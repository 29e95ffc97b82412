use thiserror::Error;

use common::error::Error as KernelError;

#[derive(Debug, Error)]
pub enum Error {
    #[error("Channel sender failed: Receiver has been dropped.")]
    ChannelSendFailed,

    #[error("Configuration error: {0}")]
    ConfigLoadError(String),

    #[error("I/O error: {0}")]
    IoError(#[from] std::io::Error),

    #[error("CSV error: {0}")]
    CsvError(#[from] csv::Error),

    #[error("Kernel error: {0}")]
    KernelError(#[from] KernelError),

    #[error("Pipeline task failed: {0}")]
    TaskFailed(#[from] tokio::task::JoinError),
}
use csv::{ReaderBuilder, Trim};
use log::{info, warn};
use serde::Deserialize;
use std::fs::File;
use tokio::sync::mpsc::Sender;

use super::error::Error;
use super::types::{KernelRequest, RequestStreamer};
use common::error::Error as KernelError;
use common::types::Kernel;

// Helper struct for CSV parsing
#[derive(Debug, Deserialize, Default)]
pub struct CsvRecord {
    pub id: u64,
    pub kernel: String,
    /// Empty field means the argument sequence is absent.
    pub args: Option<String>,
}

impl TryFrom<CsvRecord> for KernelRequest {
    type Error = Error;

    fn try_from(record: CsvRecord) -> Result<Self, Error> {
        let kernel: Kernel = record.kernel.parse()?;
        let args = record.args.as_deref().map(parse_args).transpose()?;
        Ok(KernelRequest {
            id: record.id,
            kernel,
            args,
        })
    }
}

/// Parses `1.5;-2;inf`, optionally wrapped in brackets. `[]` is the empty sequence.
pub fn parse_args(field: &str) -> Result<Vec<f64>, Error> {
    let trimmed = field.trim();
    let inner = trimmed
        .strip_prefix('[')
        .and_then(|s| s.strip_suffix(']'))
        .unwrap_or(trimmed)
        .trim();

    if inner.is_empty() {
        return Ok(Vec::new());
    }

    inner
        .split(';')
        .map(|token| {
            let token = token.trim();
            token.parse::<f64>().map_err(|_| {
                Error::KernelError(KernelError::InvalidArgument(format!(
                    "'{}' is not a number",
                    token
                )))
            })
        })
        .collect()
}

pub struct CsvStreamer {
    path: String,
    batch_size: usize,
}

impl CsvStreamer {
    pub fn new(path: String, batch_size: usize) -> Self {
        CsvStreamer { path, batch_size }
    }

    /// Reads every row; malformed rows are logged and skipped.
    fn parse_csv_to_requests(&self) -> Result<Vec<KernelRequest>, Error> {
        let file = File::open(&self.path).map_err(|e| {
            warn!("Failed to read file {}: {:?}", self.path, e);
            Error::IoError(e)
        })?;

        let mut rdr = ReaderBuilder::new()
            .has_headers(true)
            .trim(Trim::All)
            .from_reader(file);

        let mut requests = Vec::new();

        for (row, result) in rdr.deserialize::<CsvRecord>().enumerate() {
            match result.map_err(Error::from).and_then(KernelRequest::try_from) {
                Ok(request) => requests.push(request),
                Err(e) => warn!("Skipping row {} of {}: {}", row + 1, self.path, e),
            }
        }
        Ok(requests)
    }
}

#[async_trait::async_trait]
impl RequestStreamer for CsvStreamer {
    async fn run_stream(self, sender: Sender<Vec<KernelRequest>>) -> Result<(), Error> {
        let all_requests = self.parse_csv_to_requests()?;
        let total_requests = all_requests.len();
        let mut requests_sent = 0;

        info!("CsvStreamer: Starting transfer of {} requests...", total_requests);

        for chunk in all_requests.chunks(self.batch_size) {
            let batch: Vec<KernelRequest> = chunk.to_vec();
            if let Err(e) = sender.send(batch).await {
                warn!(
                    "CsvStreamer shutting down: Evaluator receiver dropped during send. Error: {}",
                    e
                );
                return Err(Error::ChannelSendFailed);
            }

            requests_sent += chunk.len();
        }

        info!(
            "CsvStreamer: Successfully transferred {} requests in batches.",
            requests_sent
        );
        Ok(())
    }
}
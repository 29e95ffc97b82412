// ----------------------------
// Benchmark inputs
// ----------------------------

pub const NUM_VALUES: usize = 1_000_000;
pub const NUM_REPEATS: usize = 20;

/// Values of moderate magnitude. Both the naive and the scaled 2-norm
/// stay finite, so the timings compare like with like.
///
/// Entries vary by index so the compiler cannot fold the loop away.
pub fn generate_moderate_values() -> Vec<f64> {
    (0..NUM_VALUES)
        .map(|i| {
            let sign = if i % 2 == 0 { 1.0 } else { -1.0 };
            sign * (1.0 + (i % 1000) as f64 * 1e-3)
        })
        .collect()
}

/// Values cycling through `1e-300 .. 1e300` in steps of ten decades.
/// Squaring overflows or underflows for most of them.
pub fn generate_wide_values() -> Vec<f64> {
    (0..NUM_VALUES)
        .map(|i| {
            let decade = (i % 61) as i32 * 10 - 300;
            (1.0 + (i % 7) as f64 * 0.125) * 10f64.powi(decade)
        })
        .collect()
}

/// Log-domain values in `[-700, 700)`, the range where `exp` is still finite.
pub fn generate_log_values() -> Vec<f64> {
    (0..NUM_VALUES)
        .map(|i| ((i * 7919) % 1400) as f64 - 700.0 + (i % 13) as f64 * 0.01)
        .collect()
}

/// `sqrt(Σ x²)` without scaling, the baseline the scaled norm is measured against.
pub fn naive_norm2(x: &[f64]) -> f64 {
    x.iter().map(|v| v * v).sum::<f64>().sqrt()
}

#[cfg(test)]
mod generator_tests {
    use super::*;

    #[test]
    fn generators_are_finite_and_sized() {
        for data in [
            generate_moderate_values(),
            generate_wide_values(),
            generate_log_values(),
        ] {
            assert_eq!(data.len(), NUM_VALUES);
            assert!(data.iter().all(|v| v.is_finite()));
        }
    }

    #[test]
    fn log_values_stay_in_exp_range() {
        assert!(generate_log_values().iter().all(|v| (-700.0..700.0).contains(v)));
    }

    #[test]
    fn naive_norm2_of_pythagorean_triple() {
        assert_eq!(naive_norm2(&[3.0, 4.0]), 5.0);
    }
}
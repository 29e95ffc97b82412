use common::float_bits::power_of_two_floor;
use std::f64;

/// Max-norm (inf-norm): `max(|x_1|, |x_2|, ...)`.
///
/// Returns `0.0` for an empty slice. Unlike `f64::max`, a `NaN` element is
/// not skipped: any `NaN` makes the result `NaN`.
pub fn norm_max(x: &[f64]) -> f64 {
    let mut max_value = 0.0f64;
    for &v in x {
        let abs_v = v.abs();
        if abs_v.is_nan() {
            return f64::NAN;
        }
        if abs_v > max_value {
            max_value = abs_v;
        }
    }
    max_value
}

/// 1-norm: `|x_1| + |x_2| + ...`. Returns `0.0` for an empty slice.
pub fn norm1(x: &[f64]) -> f64 {
    x.iter().map(|v| v.abs()).sum()
}

/// 2-norm (Euclidean): `sqrt(|x_1|^2 + |x_2|^2 + ...)`.
///
/// The sum of squares is kept relative to a running power-of-two scale, so the
/// result neither overflows for elements near `f64::MAX` nor underflows for
/// subnormal elements. The scale starts at the smallest normal magnitude and
/// only grows; every growth rescales the partial sum by `(old / new)^2`, which
/// keeps the partial sum within `[0, n]`.
///
/// A non-finite element (`±inf`, `NaN`) short-circuits: its absolute value is
/// returned as is.
pub fn norm2(x: &[f64]) -> f64 {
    let mut sum = 0.0f64;
    let mut scale = f64::MIN_POSITIVE;

    for &v in x {
        let abs_v = v.abs();
        if !abs_v.is_finite() {
            return abs_v;
        }

        let candidate_scale = power_of_two_floor(abs_v);
        if candidate_scale > scale {
            // Ratio of powers of two: exact.
            let coeff = scale / candidate_scale;
            sum *= coeff * coeff;
            scale = candidate_scale;
        }

        let scaled_abs_v = abs_v / scale;
        sum += scaled_abs_v * scaled_abs_v;
    }

    sum.sqrt() * scale
}
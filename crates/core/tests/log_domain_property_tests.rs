use proptest::prelude::*;
use proptest::strategy::Strategy;
use stable_math_core::log_domain::{LogSumExpAccumulator, log_multiply_abs, log_sum_exp};

const RELATIVE_ERROR: f64 = 1e-12;

/// Values drawn from `[-500, 500]`: `exp` of each stays finite in plain f64,
/// so the naive formula is a usable reference.
fn exponent_strategy() -> impl Strategy<Value = f64> {
    -500.0f64..500.0
}

fn log_sum_exp_ref(x: &[f64]) -> f64 {
    x.iter().map(|v| v.exp()).sum::<f64>().ln()
}

/// Relative tolerance, widened to absolute near zero where the reference
/// itself is only accurate to a few ulps of 1.
fn assert_close(expected: f64, actual: f64) -> Result<(), TestCaseError> {
    let tol = RELATIVE_ERROR * expected.abs().max(1.0);
    prop_assert!(
        (actual - expected).abs() <= tol,
        "{} is not approximately equal to {}",
        actual,
        expected
    );
    Ok(())
}

/// `± m * 10^e` with `m` in `[1, 10)` and `e` in `[-200, 200]`.
fn wide_magnitude_strategy() -> impl Strategy<Value = f64> {
    (1.0f64..10.0, -200i32..=200, any::<bool>()).prop_map(|(m, e, negative)| {
        let v = m * 10f64.powi(e);
        if negative { -v } else { v }
    })
}

proptest! {
    /// Property: a single finite value is returned unchanged.
    #[test]
    fn singleton_is_identity(v in -1e300f64..1e300) {
        prop_assert_eq!(log_sum_exp(&[v]), v);
    }

    /// Property: two arguments agree with `ln(e^a + e^b)`.
    #[test]
    fn two_arguments_match_reference(a in exponent_strategy(), b in exponent_strategy()) {
        let expected = log_sum_exp_ref(&[a, b]);
        assert_close(expected, log_sum_exp(&[a, b]))?;
        assert_close(expected, log_sum_exp(&[b, a]))?;
    }

    /// Property: three arguments agree with `ln(e^a + e^b + e^c)` in every order.
    #[test]
    fn three_arguments_match_reference(
        a in exponent_strategy(),
        b in exponent_strategy(),
        c in exponent_strategy(),
    ) {
        let expected = log_sum_exp_ref(&[a, b, c]);
        assert_close(expected, log_sum_exp(&[a, b, c]))?;
        assert_close(expected, log_sum_exp(&[a, c, b]))?;
        assert_close(expected, log_sum_exp(&[c, b, a]))?;
    }

    /// Property: permuting the arguments does not change the result.
    #[test]
    fn permutation_invariant(
        (x, shuffled) in prop::collection::vec(exponent_strategy(), 0..12)
            .prop_flat_map(|x| (Just(x.clone()), Just(x).prop_shuffle()))
    ) {
        let lhs = log_sum_exp(&x);
        let rhs = log_sum_exp(&shuffled);
        if lhs.is_finite() {
            assert_close(lhs, rhs)?;
        } else {
            prop_assert_eq!(lhs, rhs);
        }
    }

    /// Property: special values dominate regardless of position.
    #[test]
    fn special_values_dominate(
        x in prop::collection::vec(-10.0f64..10.0, 0..6),
        pos in any::<prop::sample::Index>(),
    ) {
        let mut with_inf = x.clone();
        with_inf.insert(pos.index(x.len() + 1), f64::INFINITY);
        prop_assert_eq!(log_sum_exp(&with_inf), f64::INFINITY);

        let mut with_nan = x.clone();
        with_nan.insert(pos.index(x.len() + 1), f64::NAN);
        prop_assert!(log_sum_exp(&with_nan).is_nan());

        let all_neg_inf = vec![f64::NEG_INFINITY; x.len() + 1];
        prop_assert_eq!(log_sum_exp(&all_neg_inf), f64::NEG_INFINITY);
    }

    /// Property: the streaming accumulator tracks the two-pass result.
    #[test]
    fn accumulator_tracks_two_pass(x in prop::collection::vec(exponent_strategy(), 1..12)) {
        let acc: LogSumExpAccumulator = x.iter().copied().collect();
        assert_close(log_sum_exp(&x), acc.value())?;
    }

    /// Property: `ln|x_1 ... x_n| == Σ ln|x_i|` for magnitudes between 1e-200 and 1e200,
    /// measured against the magnitude of the individual logarithms.
    #[test]
    fn log_multiply_abs_matches_sum_of_logs(
        x in prop::collection::vec(wide_magnitude_strategy(), 0..20)
    ) {
        let logs: Vec<f64> = x.iter().map(|v| v.abs().ln()).collect();
        let expected: f64 = logs.iter().sum();
        let scale: f64 = logs.iter().map(|l| l.abs()).sum::<f64>().max(1.0);

        let result = log_multiply_abs(&x);
        prop_assert!(
            (result - expected).abs() <= RELATIVE_ERROR * scale,
            "{} is not approximately equal to {}",
            result,
            expected
        );
    }
}
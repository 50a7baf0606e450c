//! The cached, rendered reset plan.

use serde::Serialize;

use crate::config::{CyclePolicy, ResetConfig};
use crate::dialect::DbAdapter;
use crate::error::{ResetError, ResetResult};
use crate::graph::{build_plan, DeletionPlan};
use crate::schema::{Table, TemporalTable};

use super::discovery::Metadata;

/// Everything a reset executes, computed once and then reused verbatim.
#[derive(Debug, Clone, Serialize)]
pub struct ResetPlan {
    pub deletion: DeletionPlan,
    /// Tables the delete statement actually clears, in order.
    pub deleted: Vec<Table>,
    pub temporal_tables: Vec<TemporalTable>,
    pub delete_sql: String,
    pub reseed_sql: Option<String>,
}

impl ResetPlan {
    pub(crate) fn render(
        metadata: Metadata,
        adapter: &dyn DbAdapter,
        config: &ResetConfig,
    ) -> ResetResult<Self> {
        let deletion = build_plan(&metadata.tables, &metadata.relationships);

        let (deleted, delete_sql) = if deletion.is_complete() {
            let sql = adapter.delete_sql(&deletion.order);
            (deletion.order.clone(), sql)
        } else {
            match config.cycle_policy {
                CyclePolicy::Exclude => {
                    for group in &deletion.cycles {
                        let tables: Vec<String> = group.tables.iter().map(ToString::to_string).collect();
                        tracing::warn!(tables = %tables.join(", "), "excluding cyclic tables from reset");
                    }
                    if !deletion.cycle_parents.is_empty() {
                        let tables: Vec<String> =
                            deletion.cycle_parents.iter().map(ToString::to_string).collect();
                        tracing::warn!(
                            tables = %tables.join(", "),
                            "excluding tables referenced by cyclic tables from reset"
                        );
                    }
                    let kept = deletion.independent_order();
                    let sql = adapter.delete_sql(&kept);
                    (kept, sql)
                }
                CyclePolicy::Abort => {
                    return Err(ResetError::Cycle {
                        groups: deletion.cycles,
                    });
                }
                CyclePolicy::Suspend => {
                    let all = deletion.full_order();
                    let Some(sql) =
                        adapter.suspended_delete_sql(&all, &deletion.cyclic_relationships)
                    else {
                        return Err(ResetError::CycleSuspensionUnsupported {
                            dialect: adapter.name(),
                            groups: deletion.cycles,
                        });
                    };
                    tracing::info!(
                        constraints = deletion.cyclic_relationships.len(),
                        "suspending cyclic constraints during delete"
                    );
                    (all, sql)
                }
            }
        };

        let reseed_sql = (config.with_reseed && metadata.reseed_available && !deleted.is_empty())
            .then(|| adapter.reseed_sql(&deleted));

        Ok(Self {
            deletion,
            deleted,
            temporal_tables: metadata.temporal_tables,
            delete_sql,
            reseed_sql,
        })
    }
}

#[cfg(test)]
mod tests {
    use super::*;
    use crate::dialect::{Postgres, SqlServer};
    use crate::schema::Relationship;

    fn dbo(name: &str) -> Table {
        Table::new(Some("dbo"), name)
    }

    fn cyclic_metadata() -> Metadata {
        Metadata {
            tables: vec![dbo("A"), dbo("B"), dbo("Lookup")],
            relationships: vec![
                Relationship::new(dbo("A"), dbo("B"), Some("FK_B_A")),
                Relationship::new(dbo("B"), dbo("A"), Some("FK_A_B")),
            ],
            temporal_tables: vec![],
            reseed_available: true,
        }
    }

    #[test]
    fn renders_orders_before_customers() {
        let metadata = Metadata {
            tables: vec![dbo("Customers"), dbo("Orders")],
            relationships: vec![Relationship::new(dbo("Customers"), dbo("Orders"), Some("FK_Orders_Customers"))],
            temporal_tables: vec![],
            reseed_available: true,
        };
        let plan = ResetPlan::render(metadata, &SqlServer, &ResetConfig::default()).unwrap();
        assert_eq!(
            plan.delete_sql,
            "DELETE FROM [dbo].[Orders];\nDELETE FROM [dbo].[Customers];"
        );
        assert!(plan.reseed_sql.is_none());
    }

    #[test]
    fn exclude_policy_leaves_cycle_out_of_sql() {
        let plan = ResetPlan::render(cyclic_metadata(), &SqlServer, &ResetConfig::default()).unwrap();
        assert_eq!(plan.deleted, vec![dbo("Lookup")]);
        assert_eq!(plan.delete_sql, "DELETE FROM [dbo].[Lookup];");
        assert_eq!(plan.deletion.cycles.len(), 1);
    }

    #[test]
    fn exclude_policy_keeps_parents_of_the_cycle() {
        let mut metadata = cyclic_metadata();
        metadata
            .relationships
            .push(Relationship::new(dbo("Lookup"), dbo("B"), Some("FK_B_Lookup")));
        metadata.tables.push(dbo("Notes"));

        let plan = ResetPlan::render(metadata, &SqlServer, &ResetConfig::default()).unwrap();
        assert_eq!(plan.deleted, vec![dbo("Notes")]);
        assert_eq!(plan.delete_sql, "DELETE FROM [dbo].[Notes];");
        assert_eq!(plan.deletion.cycle_parents, vec![dbo("Lookup")]);
    }

    #[test]
    fn reseed_is_skipped_when_unavailable() {
        let config = ResetConfig {
            with_reseed: true,
            ..Default::default()
        };
        let metadata = Metadata {
            reseed_available: false,
            ..cyclic_metadata()
        };
        let plan = ResetPlan::render(metadata, &SqlServer, &config).unwrap();
        assert_eq!(plan.deleted, vec![dbo("Lookup")]);
        assert!(plan.reseed_sql.is_none());
    }

    #[test]
    fn abort_policy_fails_with_cycle() {
        let config = ResetConfig {
            cycle_policy: CyclePolicy::Abort,
            ..Default::default()
        };
        let err = ResetPlan::render(cyclic_metadata(), &SqlServer, &config).unwrap_err();
        assert!(matches!(err, ResetError::Cycle { ref groups } if groups.len() == 1));
    }

    #[test]
    fn suspend_policy_deletes_everything_and_reseeds_it() {
        let config = ResetConfig {
            cycle_policy: CyclePolicy::Suspend,
            with_reseed: true,
            ..Default::default()
        };
        let plan = ResetPlan::render(cyclic_metadata(), &Postgres, &config).unwrap();
        assert_eq!(plan.deleted, vec![dbo("A"), dbo("B"), dbo("Lookup")]);
        assert!(plan.delete_sql.contains("DISABLE TRIGGER ALL"));
        let reseed = plan.reseed_sql.unwrap();
        assert!(reseed.contains("'\"dbo\".\"A\"'::regclass"));
        assert!(reseed.contains("'\"dbo\".\"Lookup\"'::regclass"));
    }

    #[derive(Debug)]
    struct NoSuspend;

    impl DbAdapter for NoSuspend {
        fn name(&self) -> &'static str {
            "no_suspend"
        }
        fn quote(&self, table: &Table) -> String {
            table.to_string()
        }
        fn tables_query(&self, _: &crate::dialect::TableFilter) -> String {
            String::new()
        }
        fn relationships_query(&self, _: &crate::dialect::TableFilter) -> String {
            String::new()
        }
        fn reseed_sql(&self, _: &[Table]) -> String {
            String::new()
        }
    }

    #[test]
    fn suspend_policy_requires_dialect_support() {
        let config = ResetConfig {
            cycle_policy: CyclePolicy::Suspend,
            ..Default::default()
        };
        let err = ResetPlan::render(cyclic_metadata(), &NoSuspend, &config).unwrap_err();
        assert!(matches!(
            err,
            ResetError::CycleSuspensionUnsupported { dialect: "no_suspend", .. }
        ));
    }

    #[test]
    fn reseed_skipped_when_nothing_is_deleted() {
        let config = ResetConfig {
            with_reseed: true,
            ..Default::default()
        };
        let plan = ResetPlan::render(Metadata::default(), &SqlServer, &config).unwrap();
        assert!(plan.delete_sql.is_empty());
        assert!(plan.reseed_sql.is_none());
    }
}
========================
__WHAT YOU SHOULD DO__.
In the material above, find every line that has the string "sequence" and pull those lines out.

__SOLUTION FOR THIS EXERCISE__.
    /// Empty field means the argument sequence is absent.
/// Parses `1.5;-2;inf`, optionally wrapped in brackets. `[]` is the empty sequence.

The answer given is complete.